Little is known about how U.S. and European law enforcement shut down more than 400 websites, including Silk Road 2.0, which used technology that hides their true IP addresses. The websites were set up using a special feature of the Tor network, which is designed to mask people’s Internet use using special software that routes encrypted browsing traffic through a network of worldwide servers.

The Tor Project, is a nonprofit that relies in part on donations. The project “currently doesn’t have funding for improving the security of hidden services,” wrote Andrew Lewman, the project’s executive director, in a blog post on Sunday. ( https://blog.torproject.org/blog/thoughts-and-concerns-about-operation-onymous )

It is possible that a remote-code execution vulnerability has been found in Tor’s software, or that the individual sites had flaws such as SQL injection vulnerabilities.
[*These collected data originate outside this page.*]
//! Crypto prices from CoinGecko `/simple/price`.

use std::time::Duration;

use async_trait::async_trait;
use reqwest::Client;
use tracing::debug;

use crate::config::MarketDataConfig;
use crate::error::ProviderError;
use crate::models::{PriceQuote, QuoteSource, Symbol};
use crate::money::Money;
use crate::pricing::PriceProvider;

use super::http::{check_status, parse_price, with_single_retry};
use super::types::SimplePriceResponse;

pub const PROVIDER_ID: &str = "crypto";
const VS_CURRENCY: &str = "usd";

/// Looks the lowercased symbol up as a coin id, priced in USD.
pub struct CoinGeckoProvider {
    client: Client,
    base_url: String,
    retry_budget: Duration,
}

impl CoinGeckoProvider {
    pub fn new(client: Client, config: &MarketDataConfig) -> Self {
        Self {
            client,
            base_url: config.coingecko_base_url.clone(),
            retry_budget: config.lookup_timeout,
        }
    }

    async fn fetch_price(&self, symbol: &Symbol) -> Result<Money, ProviderError> {
        let coin_id = symbol.coin_id();
        let url = format!("{}/simple/price", self.base_url);

        debug!(url = %url, coin = %coin_id, "Fetching crypto price");

        let response = self
            .client
            .get(&url)
            .query(&[("ids", coin_id.as_str()), ("vs_currencies", VS_CURRENCY)])
            .send()
            .await
            .map_err(|source| ProviderError::Network {
                provider: PROVIDER_ID,
                source,
            })?;

        let body: SimplePriceResponse = check_status(PROVIDER_ID, response)?
            .json()
            .await
            .map_err(|source| ProviderError::Network {
                provider: PROVIDER_ID,
                source,
            })?;

        extract_price(&coin_id, &body)
    }
}

pub(crate) fn extract_price(
    coin_id: &str,
    body: &SimplePriceResponse,
) -> Result<Money, ProviderError> {
    let price = body
        .get(coin_id)
        .and_then(|prices| prices.get(VS_CURRENCY))
        .ok_or_else(|| ProviderError::MissingPrice {
            provider: PROVIDER_ID,
            symbol: coin_id.to_string(),
        })?;

    parse_price(PROVIDER_ID, &price.to_string())
}

#[async_trait]
impl PriceProvider for CoinGeckoProvider {
    fn id(&self) -> &'static str {
        PROVIDER_ID
    }

    async fn latest_price(&self, symbol: &Symbol) -> Result<PriceQuote, ProviderError> {
        let price =
            with_single_retry(PROVIDER_ID, self.retry_budget, || self.fetch_price(symbol)).await?;
        Ok(PriceQuote::new(symbol.clone(), price, QuoteSource::Crypto))
    }
}
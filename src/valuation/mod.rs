//! Trade valuation and portfolio aggregation.

mod engine;
mod portfolio;

pub use engine::{unpriced, valuate};
pub use portfolio::{aggregate, holdings};

#[cfg(test)]
pub(crate) use engine::tests::make_trade;
//! Price resolution: provider capability, static fallback table, ordered resolver.

mod fallback;
mod provider;
mod resolver;

pub use fallback::StaticPriceProvider;
pub use provider::PriceProvider;
pub use resolver::PriceResolver;

#[cfg(test)]
pub(crate) use resolver::tests::MockProvider;
//! Derived, never-stored valuation figures.

use serde::{Deserialize, Serialize};

use crate::money::Money;

use super::{QuoteSource, Symbol, TradeType};

/// Profit/loss of one trade at a resolved current price.
#[derive(Debug, Clone, PartialEq, Serialize, Deserialize)]
pub struct ValuationResult {
    pub trade_id: i64,
    pub symbol: Symbol,
    pub trade_type: TradeType,
    pub quantity: Money,
    pub entry_price: Money,
    pub current_price: Money,
    /// Where `current_price` came from
    pub price_source: QuoteSource,
    /// (current - entry) x quantity, unrounded
    pub profit_loss: Money,
    /// Ratio rounded half-up to 4 places, then x100
    pub profit_loss_percentage: Money,
}

impl ValuationResult {
    /// True when the price is not a live market quote.
    pub fn is_indicative(&self) -> bool {
        !self.price_source.is_live()
    }
}

/// Portfolio-level totals for one owner.
#[derive(Debug, Clone, Default, PartialEq, Serialize, Deserialize)]
pub struct PortfolioSummary {
    pub total_invested: Money,
    pub total_sold: Money,
    pub current_value: Money,
    pub total_profit_loss: Money,
    pub trade_count: usize,
    /// Trades whose price could not be resolved and contributed zero
    pub unpriced_trades: usize,
    /// Trades priced from the fallback table rather than a live quote
    pub indicative_trades: usize,
}

/// Total quantity recorded per symbol.
#[derive(Debug, Clone, PartialEq, Serialize, Deserialize)]
pub struct Holding {
    pub symbol: Symbol,
    pub total_quantity: Money,
    pub trade_count: usize,
}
But Lewman wrote The Tor Project had little information on the methods used by law enforcement in the latest action.

“Tor is most interested in understanding how these services were located and if this indicates a security weakness in Tor hidden services that could be exploited by criminals or secret police repressing dissents,” he wrote.

http://www.pcworld.com/article/2845352/tor-project-mulls-how-feds-took-down-hidden-websites.html

[Related]: https://blog.torproject.org/blog/hidden-services-need-some-love

Can anybody help Andrew Lewman understand what happened ?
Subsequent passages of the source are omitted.